[The problem]: The answer should consist of every record, reproduced exactly.

----------

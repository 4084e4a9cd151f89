//! Common test utilities

#![allow(dead_code)]

use std::f64::consts::PI;
use std::path::{Path, PathBuf};

/// Sampled sine wave as (time, value) columns
pub fn sine_points(freq: f64, amplitude: f64, sample_rate: f64, count: usize) -> (Vec<f64>, Vec<f64>) {
    let times: Vec<f64> = (0..count).map(|i| i as f64 / sample_rate).collect();
    let values = times
        .iter()
        .map(|t| (2.0 * PI * freq * t).sin() * amplitude)
        .collect();
    (times, values)
}

/// Uniform noise in `[-amplitude, amplitude)`
pub fn noise(count: usize, amplitude: f64, seed: u64) -> Vec<f64> {
    let mut rng = SimpleRng::new(seed);
    (0..count)
        .map(|_| (rng.next_f64() * 2.0 - 1.0) * amplitude)
        .collect()
}

/// Simple pseudo-random number generator (xorshift)
struct SimpleRng {
    state: u64,
}

impl SimpleRng {
    fn new(seed: u64) -> Self {
        Self {
            state: if seed == 0 { 1 } else { seed },
        }
    }

    fn next_u64(&mut self) -> u64 {
        let mut x = self.state;
        x ^= x << 13;
        x ^= x >> 7;
        x ^= x << 17;
        self.state = x;
        x
    }

    fn next_f64(&mut self) -> f64 {
        self.next_u64() as f64 / u64::MAX as f64
    }
}

/// Write two columns as a CSV file with a header row
pub fn write_csv(path: &Path, header: (&str, &str), x: &[f64], y: &[f64]) -> std::io::Result<()> {
    let mut text = format!("{},{}\n", header.0, header.1);
    for (a, b) in x.iter().zip(y) {
        text.push_str(&format!("{},{}\n", a, b));
    }
    std::fs::write(path, text)
}

/// JSON for an inline series
pub fn inline_series(label: &str, x: &[f64], y: &[f64], extra: &str) -> String {
    let join = |v: &[f64]| {
        v.iter()
            .map(|n| format!("{:?}", n))
            .collect::<Vec<_>>()
            .join(", ")
    };
    let extra = if extra.is_empty() {
        String::new()
    } else {
        format!(", {}", extra)
    };
    format!(
        r#"{{"label": "{}", "independent": [{}], "dependent": [{}]{}}}"#,
        label,
        join(x),
        join(y),
        extra
    )
}

/// Write a chart description with one panel per entry of `panels`
/// (each entry is the panel's list of series JSON objects)
pub fn write_chart(dir: &Path, name: &str, header: &str, panels: &[Vec<String>]) -> PathBuf {
    let panels: Vec<String> = panels
        .iter()
        .map(|series| format!(r#"{{"series": [{}]}}"#, series.join(", ")))
        .collect();
    let header = if header.is_empty() {
        String::new()
    } else {
        format!("{}, ", header)
    };
    let text = format!(r#"{{{}"panels": [{}]}}"#, header, panels.join(", "));
    let path = dir.join(name);
    std::fs::write(&path, text).unwrap();
    path
}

----------

[Solution for this task]:
repository 4084e4a9cd151f89
//! Common test utilities

#![allow(dead_code)]

use std::f64::consts::PI;
use std::path::{Path, PathBuf};

/// Sampled sine wave as (time, value) columns
pub fn sine_points(freq: f64, amplitude: f64, sample_rate: f64, count: usize) -> (Vec<f64>, Vec<f64>) {
    let times: Vec<f64> = (0..count).map(|i| i as f64 / sample_rate).collect();
    let values = times
        .iter()
        .map(|t| (2.0 * PI * freq * t).sin() * amplitude)
        .collect();
    (times, values)
}

/// Uniform noise in `[-amplitude, amplitude)`
pub fn noise(count: usize, amplitude: f64, seed: u64) -> Vec<f64> {
    let mut rng = SimpleRng::new(seed);
    (0..count)
        .map(|_| (rng.next_f64() * 2.0 - 1.0) * amplitude)
        .collect()
}

/// Simple pseudo-random number generator (xorshift)
struct SimpleRng {
    state: u64,
}

impl SimpleRng {
    fn new(seed: u64) -> Self {
        Self {
            state: if seed == 0 { 1 } else { seed },
        }
    }

    fn next_u64(&mut self) -> u64 {
        let mut x = self.state;
        x ^= x << 13;
        x ^= x >> 7;
        x ^= x << 17;
        self.state = x;
        x
    }

    fn next_f64(&mut self) -> f64 {
        self.next_u64() as f64 / u64::MAX as f64
    }
}

/// Write two columns as a CSV file with a header row
pub fn write_csv(path: &Path, header: (&str, &str), x: &[f64], y: &[f64]) -> std::io::Result<()> {
    let mut text = format!("{},{}\n", header.0, header.1);
    for (a, b) in x.iter().zip(y) {
        text.push_str(&format!("{},{}\n", a, b));
    }
    std::fs::write(path, text)
}

/// JSON for an inline series
pub fn inline_series(label: &str, x: &[f64], y: &[f64], extra: &str) -> String {
    let join = |v: &[f64]| {
        v.iter()
            .map(|n| format!("{:?}", n))
            .collect::<Vec<_>>()
            .join(", ")
    };
    let extra = if extra.is_empty() {
        String::new()
    } else {
        format!(", {}", extra)
    };
    format!(
        r#"{{"label": "{}", "independent": [{}], "dependent": [{}]{}}}"#,
        label,
        join(x),
        join(y),
        extra
    )
}

/// Write a chart description with one panel per entry of `panels`
/// (each entry is the panel's list of series JSON objects)
pub fn write_chart(dir: &Path, name: &str, header: &str, panels: &[Vec<String>]) -> PathBuf {
    let panels: Vec<String> = panels
        .iter()
        .map(|series| format!(r#"{{"series": [{}]}}"#, series.join(", ")))
        .collect();
    let header = if header.is_empty() {
        String::new()
    } else {
        format!("{}, ", header)
    };
    let text = format!(r#"{{{}"panels": [{}]}}"#, header, panels.join(", "));
    let path = dir.join(name);
    std::fs::write(&path, text).unwrap();
    path
}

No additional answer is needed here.